- Written by Jessica Houston
The mortgage broking industry and non-bank lender sectors have gone through considerable consolidation and change as a consequence of the Global Financial Crisis (GFC) and the National Consumer Credit Protection Act (NCCPA). Specifically, during the 1990s/2000s the share of the profit pool on a loan swung from the majority of it going to the Product Manufacturer to most of it going to the Distributor. A consequence of the GFC has been that the pendulum has swung back in favour of the Product Manufacturer. Mortgage brokers have left the industry as commissions have been slashed and the banks seek to re-take control of the customer and the associated profitability.
Major brokers have either been sold to banks, e.g. CBA purchased 30% of Aussie Home Loans, and Westpac purchased the brand and distribution arm of RAMS. Chairmont has worked with a number of non-bank lenders and brokers on a variety of matters, including sales forecasting, workflow, training and compliance issues. As Chairmont has an Australian Credit Licence (ACL) it is well placed to understand the issues.
Chairmont has assisted a number of non-bank lenders, and also banks, in managing their own non-bank lenders (mortgage managers). This work has included setting the mortgage manger framework, developing financial modelling tools, and lead tracking applications. This work has not just been for the mortgage industry, but also for asset financing. The asset financing work has included examining the revenue models and Credit v Asset assessment conditions and processes as part of Asset pricing.

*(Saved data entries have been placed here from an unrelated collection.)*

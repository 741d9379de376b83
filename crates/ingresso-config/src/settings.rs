//! `ingresso.yaml` settings

use std::path::{Path, PathBuf};
use std::time::Duration;

use ingresso_core::{
    DEFAULT_BASE_URL, DEFAULT_PARTNERSHIP, REQUEST_TIMEOUT_SECS, SCAN_INTERVAL_SECS,
};
use serde::{Deserialize, Serialize};
use tracing::debug;

use crate::error::{ConfigError, ConfigResult};

/// Settings file name inside the config directory
pub const SETTINGS_FILE: &str = "ingresso.yaml";

/// Runtime settings of the integration
#[derive(Debug, Clone, PartialEq, Eq, Serialize, Deserialize)]
#[serde(deny_unknown_fields)]
pub struct Settings {
    /// Root of the content API, without trailing slash
    #[serde(default = "default_base_url")]
    pub base_url: String,

    /// Partnership whose catalog the wizard offers
    #[serde(default = "default_partnership")]
    pub partnership: String,

    /// Seconds between polls
    #[serde(default = "default_scan_interval")]
    pub scan_interval: u64,

    /// Seconds before a request is abandoned
    #[serde(default = "default_request_timeout")]
    pub request_timeout: u64,

    /// User-Agent header sent with every request
    #[serde(default = "default_user_agent")]
    pub user_agent: String,
}

fn default_base_url() -> String {
    DEFAULT_BASE_URL.to_string()
}

fn default_partnership() -> String {
    DEFAULT_PARTNERSHIP.to_string()
}

fn default_scan_interval() -> u64 {
    SCAN_INTERVAL_SECS
}

fn default_request_timeout() -> u64 {
    REQUEST_TIMEOUT_SECS
}

fn default_user_agent() -> String {
    "Mozilla/5.0".to_string()
}

impl Default for Settings {
    fn default() -> Self {
        Self {
            base_url: default_base_url(),
            partnership: default_partnership(),
            scan_interval: default_scan_interval(),
            request_timeout: default_request_timeout(),
            user_agent: default_user_agent(),
        }
    }
}

impl Settings {
    /// Load settings from `ingresso.yaml` in a config directory
    pub fn load(config_dir: impl AsRef<Path>) -> ConfigResult<Self> {
        let path = config_dir.as_ref().join(SETTINGS_FILE);

        if !path.exists() {
            debug!("No {} found, using defaults", SETTINGS_FILE);
            return Ok(Self::default());
        }

        let content = std::fs::read_to_string(&path).map_err(|source| ConfigError::ReadFile {
            path: path.clone(),
            source,
        })?;

        Self::parse(&content, path)
    }

    /// Parse settings from a YAML string
    ///
    /// Syntax errors are reported against `ingresso.yaml`.
    pub fn from_yaml_str(yaml: &str) -> ConfigResult<Self> {
        Self::parse(yaml, PathBuf::from(SETTINGS_FILE))
    }

    fn parse(yaml: &str, path: PathBuf) -> ConfigResult<Self> {
        if yaml.trim().is_empty() {
            return Ok(Self::default());
        }
        let settings: Settings = serde_yaml::from_str(yaml)
            .map_err(|source| ConfigError::ParseYaml { path, source })?;
        settings.validated()
    }

    /// Replace the API root, e.g. from a command line flag
    pub fn with_base_url(mut self, base_url: impl Into<String>) -> ConfigResult<Self> {
        self.base_url = base_url.into();
        self.validated()
    }

    /// Check value ranges and normalize the base URL
    pub fn validated(mut self) -> ConfigResult<Self> {
        self.base_url = self.base_url.trim().trim_end_matches('/').to_string();

        if !(self.base_url.starts_with("http://") || self.base_url.starts_with("https://")) {
            return Err(ConfigError::InvalidValue {
                key: "base_url".to_string(),
                reason: format!("'{}' is not an http(s) URL", self.base_url),
            });
        }
        if self.partnership.trim().is_empty() {
            return Err(ConfigError::InvalidValue {
                key: "partnership".to_string(),
                reason: "must not be empty".to_string(),
            });
        }
        if self.scan_interval == 0 {
            return Err(ConfigError::InvalidValue {
                key: "scan_interval".to_string(),
                reason: "must be at least one second".to_string(),
            });
        }
        if self.request_timeout == 0 {
            return Err(ConfigError::InvalidValue {
                key: "request_timeout".to_string(),
                reason: "must be at least one second".to_string(),
            });
        }

        Ok(self)
    }

    pub fn scan_interval(&self) -> Duration {
        Duration::from_secs(self.scan_interval)
    }

    pub fn request_timeout(&self) -> Duration {
        Duration::from_secs(self.request_timeout)
    }
}

#[cfg(test)]
mod tests {
    use super::*;
    use tempfile::TempDir;

    #[test]
    fn test_defaults() {
        let settings = Settings::default();
        assert_eq!(settings.base_url, "https://api-content.ingresso.com");
        assert_eq!(settings.partnership, "encora");
        assert_eq!(settings.scan_interval(), Duration::from_secs(3600));
        assert_eq!(settings.request_timeout(), Duration::from_secs(10));
    }

    #[test]
    fn test_missing_file_uses_defaults() {
        let dir = TempDir::new().unwrap();
        let settings = Settings::load(dir.path()).unwrap();
        assert_eq!(settings, Settings::default());
    }

    #[test]
    fn test_load_partial_file() {
        let dir = TempDir::new().unwrap();
        std::fs::write(
            dir.path().join(SETTINGS_FILE),
            "base_url: http://localhost:8080/\nscan_interval: 600\n",
        )
        .unwrap();

        let settings = Settings::load(dir.path()).unwrap();
        assert_eq!(settings.base_url, "http://localhost:8080");
        assert_eq!(settings.scan_interval, 600);
        assert_eq!(settings.request_timeout, 10);
    }

    #[test]
    fn test_unknown_key_is_parse_error() {
        let dir = TempDir::new().unwrap();
        std::fs::write(dir.path().join(SETTINGS_FILE), "poll_every: 5\n").unwrap();

        let err = Settings::load(dir.path()).unwrap_err();
        assert!(matches!(err, ConfigError::ParseYaml { .. }));
    }

    #[test]
    fn test_yaml_errors_from_string_and_file_match() {
        let err = Settings::from_yaml_str("scan_interval: [1, 2").unwrap_err();
        assert!(matches!(err, ConfigError::ParseYaml { .. }));

        let err = Settings::from_yaml_str("poll_every: 5").unwrap_err();
        assert!(matches!(err, ConfigError::ParseYaml { .. }));
    }

    #[test]
    fn test_invalid_values() {
        let err = Settings::from_yaml_str("request_timeout: 0").unwrap_err();
        assert!(matches!(err, ConfigError::InvalidValue { ref key, .. } if key == "request_timeout"));

        let err = Settings::from_yaml_str("base_url: ftp://example.com").unwrap_err();
        assert!(matches!(err, ConfigError::InvalidValue { ref key, .. } if key == "base_url"));

        let err = Settings::default().with_base_url("").unwrap_err();
        assert!(matches!(err, ConfigError::InvalidValue { .. }));
    }
}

As a result of the GFC the securitisation markets froze for non-bank lenders and alike, and as warehouse facilities became full there was limited ability to term out. The Australian Federal Government has attempted, through the Office of Financial Management (OFM), to assist by providing term out facilities, but this has had limited success. Until wholesale credit spread fall and there is a return of trust to the wholesale markets there will be limited activity in the securitisation markets.
Chairmont has been involved in a number of securitisation exercises both at the structuring level and also importantly at the underlying asset/transaction level. This involvement provides valuable insights into the way investors rate and manage debt. It is interesting to note that the Federal Government intends to discontinue its support for the securitisation markets through the OFM.
There has been a major rationalisation of the industry since 2008 with many brokers leaving the industry, others being taken over, while others have developed new business lines. A current strategic discussion point is whether mortgage managers will continue to be squeezed out or whether they will return in earnest armed with additional skills such as financial planning and risk, once economic conditions improve.